For 1100 years, that wealth of Indian Buddhism has been carefully and reverently preserved in Tibet. In the latter half of the twentieth century, it burst onto the world stage and is now benefitting millions of people everywhere.

 

Tibet's proximity to India led to a transplantation of all the strands of Buddhism's tapestry:
  1. the universal teachings of hinayana,
  2. the bodhisattva teachings of mahayana and  
  3. the vast panoply of tantric transmissions.

This occurred through the vision and diligence of Indian and Tibetan masters alike, each putting up with extremely difficult climatic changes for their bodies in order to establish dharma properly and fully on the roof of the world.

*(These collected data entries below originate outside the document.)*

use chrono::{DateTime, Utc};
use serde::{Deserialize, Serialize};

/// Icon template used by the weather service's image host.
pub const ICON_URL_TEMPLATE: &str = "https://openweathermap.org/img/wn/{icon}@2x.png";

/// A single position fix in decimal degrees (WGS84).
#[derive(Debug, Clone, Copy, PartialEq, Serialize, Deserialize)]
pub struct Coordinate {
    pub latitude: f64,
    pub longitude: f64,
}

impl Coordinate {
    pub fn new(latitude: f64, longitude: f64) -> Self {
        Self { latitude, longitude }
    }
}

impl std::fmt::Display for Coordinate {
    fn fmt(&self, f: &mut std::fmt::Formatter<'_>) -> std::fmt::Result {
        write!(f, "({}, {})", self.latitude, self.longitude)
    }
}

#[derive(Debug, Clone, PartialEq, Serialize, Deserialize)]
pub struct Condition {
    pub description: String,
    pub icon: String,
}

/// Current conditions at one point, as returned by the weather service.
#[derive(Debug, Clone, PartialEq, Serialize, Deserialize)]
pub struct WeatherReport {
    pub place: String,
    pub temperature_c: f64,
    /// Ordered as the service returned them; the first one is the primary.
    pub conditions: Vec<Condition>,
    pub wind_speed_mps: f64,
    pub observed_at: Option<DateTime<Utc>>,
}

impl WeatherReport {
    pub fn primary_condition(&self) -> Option<&Condition> {
        self.conditions.first()
    }

    /// Image URL for the primary condition's icon, if there is one.
    pub fn icon_url(&self) -> Option<String> {
        self.primary_condition()
            .filter(|c| !c.icon.is_empty())
            .map(|c| icon_url(&c.icon))
    }
}

pub fn icon_url(icon: &str) -> String {
    ICON_URL_TEMPLATE.replace("{icon}", icon)
}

The flight of HH the Dalai Lama, and other leading Tibetans, in 1959, put an unknown Tibet on the world stage. Tibet's isolation and its people's profound respect for tradition has maintained alive and unchanged, in Tibet, the Indian Buddhism of the eighth through to twelfth centuries. It is almost as if Buddhism in its heyday had been deep-frozen and preserved for the world at large to savour, a millennium later: defrozen to coincide with the advent of the global village and mass communication. Tibet had continued the Indian tradition of large monastic universities, some of them having several thousand monks. Some 10,000 monasteries existed in the Tibetan plateau and almost one in four males was a monk. Buddhist prayer and meditation formed a central part of daily life and the whole social order was focussed on the monasteries.

With time, Tibet became famous throughout central and northern Asia as a great repository of spiritual and medical knowledge, at times providing spiritual mentors for Chinese and Mongol emperors. Tibet also exercised considerable influence on neighbouring Himalayan countries, such a Ladakh, Nepal, Bhutan and Sikkim, which lands used Tibetan script and scripture for their Buddhist practice. The fact that Tibet could only be converted from its deeply-rooted animist Bön religion at such a late date, more than a millennium after the Buddha, is indicative of the power of Buddhism at the time.

Above all, Tibet is the only country in which the wealth of mantrayana and vajrayana Buddhism has been fully preserved. Especially formulated to overcome powerful emotions and deep-rooted preconceptions, the techniques of vajrayana bought the Path of Peace to Tibet (which in ancient India was seen as a sort of sinister Transylvania). Perhaps they constitute the extraordinary gift that Tibet can offer the modern world, plunged as it is into the sensorial and the phrenetic drive of commerce.